Bound for Simferopol, Crimea, the Airbus A321 unexpectedly struck “numerous” seagulls or crows shortly after departing from Moscow’s Zhukovsky Airport, the airline confirmed.
With no deployed undercarriages, the jet made a belly landing in a cornfield 1km from the runway. The malfunctioning engines were switched off just moments before the bumpy touchdown to avoid fire on board, it has been reported.
Видео посадки А321 на кукурузное поле в Подмосковье. Снимает один из пассажиров.
Судя по звуку, двигатели работают с перебоями.
Ural Airlines CEO Sergey Skuratov said the scale of the birdstrike was something out of the ordinary.
“It is quite rare, it happens maybe once in 50 years.”
Luckily, there was no blaze on board the ill-fated Airbus and no one died in the chilling incident. Still, 23 passengers – including five children – received minor injuries and were hospitalized, Health Ministry said.
Meanwhile, the airline praised the crew for professionallism during the hair raising landing as well as for “well-organized evacuation.”
People later described the traumatic experience they went through.
“The engine clapped several times, they tried to re-activate it but we started going down,” one man wrote on Twitter uploading a video of the jet.
“Now I believe in God, for sure.”
“This is my second birthday,” another woman is heard saying in a video seemingly taken by one of the passengers.

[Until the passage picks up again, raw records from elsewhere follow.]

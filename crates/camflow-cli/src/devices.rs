// SPDX-License-Identifier: Apache-2.0
// Copyright 2025 Au-Zone Technologies

//! Media device enumeration with entity graph listing.

use crate::error::CliError;
use camflow::geometry::Size;
use camflow::media::{DeviceEnumerator, EntityFunction};
use camflow::sim::{ipu3_enumerator, SimSensor};
use clap::Args as ClapArgs;
use serde::Serialize;

#[derive(ClapArgs, Debug)]
pub struct Args {
    /// List the synthetic IPU3 topology instead of scanning /dev/media*
    #[arg(long)]
    sim: bool,

    /// Show the entity graph of each device
    #[arg(short, long)]
    verbose: bool,
}

#[derive(Debug, Serialize)]
struct DevicesOutput {
    devices: Vec<DeviceInfo>,
}

#[derive(Debug, Serialize)]
struct DeviceInfo {
    path: String,
    driver: String,
    model: String,
    entities: Vec<EntityInfo>,
}

#[derive(Debug, Serialize)]
struct EntityInfo {
    name: String,
    function: String,
    pads: usize,
}

pub fn execute(args: Args, json: bool) -> Result<(), CliError> {
    log::debug!("Executing devices command: {:?}", args);

    let enumerator = if args.sim {
        ipu3_enumerator(&[SimSensor::bayer("imx219", Size::new(3280, 2464))]).0
    } else {
        DeviceEnumerator::system()
            .map_err(|e| CliError::General(format!("failed to enumerate media devices: {}", e)))?
    };

    let devices: Vec<DeviceInfo> = enumerator
        .devices()
        .iter()
        .map(|device| {
            let entities = device.with_topology(|topo| {
                topo.entities()
                    .iter()
                    .map(|entity| EntityInfo {
                        name: entity.name.clone(),
                        function: function_name(entity.function),
                        pads: entity.pads.len(),
                    })
                    .collect()
            });
            DeviceInfo {
                path: device.dev_node().display().to_string(),
                driver: device.driver().to_string(),
                model: device.model().to_string(),
                entities,
            }
        })
        .collect();

    let output = DevicesOutput { devices };

    if json {
        println!("{}", serde_json::to_string_pretty(&output).unwrap());
        return Ok(());
    }

    if output.devices.is_empty() {
        println!("No media devices found");
        return Ok(());
    }

    for device in &output.devices {
        println!("{}: {} ({})", device.path, device.model, device.driver);
        if args.verbose {
            for entity in &device.entities {
                println!(
                    "  {} [{}] {} pad{}",
                    entity.name,
                    entity.function,
                    entity.pads,
                    if entity.pads == 1 { "" } else { "s" }
                );
            }
        }
    }
    println!("{} media device(s)", output.devices.len());

    Ok(())
}

fn function_name(function: EntityFunction) -> String {
    match function {
        EntityFunction::CameraSensor => "camera sensor".to_string(),
        EntityFunction::IoVideo => "video node".to_string(),
        EntityFunction::Other(code) => format!("subdevice (0x{:08x})", code),
    }
}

The Thursday incident is reminiscent of a 2009 incident known as the ‘Miracle on the Hudson’ involving US Airways Flight 1549, when an Airbus A320 flown by Captain Chesley Sullenberger and Jeffrey Skiles hit a flock of geese after takeoff from New York City’s LaGuardia Airport and lost all engine power. Unable to land at any available airport, they had to ditch the jet in the Hudson River outside Manhattan, with all 155 rescued by nearby ferries and boats.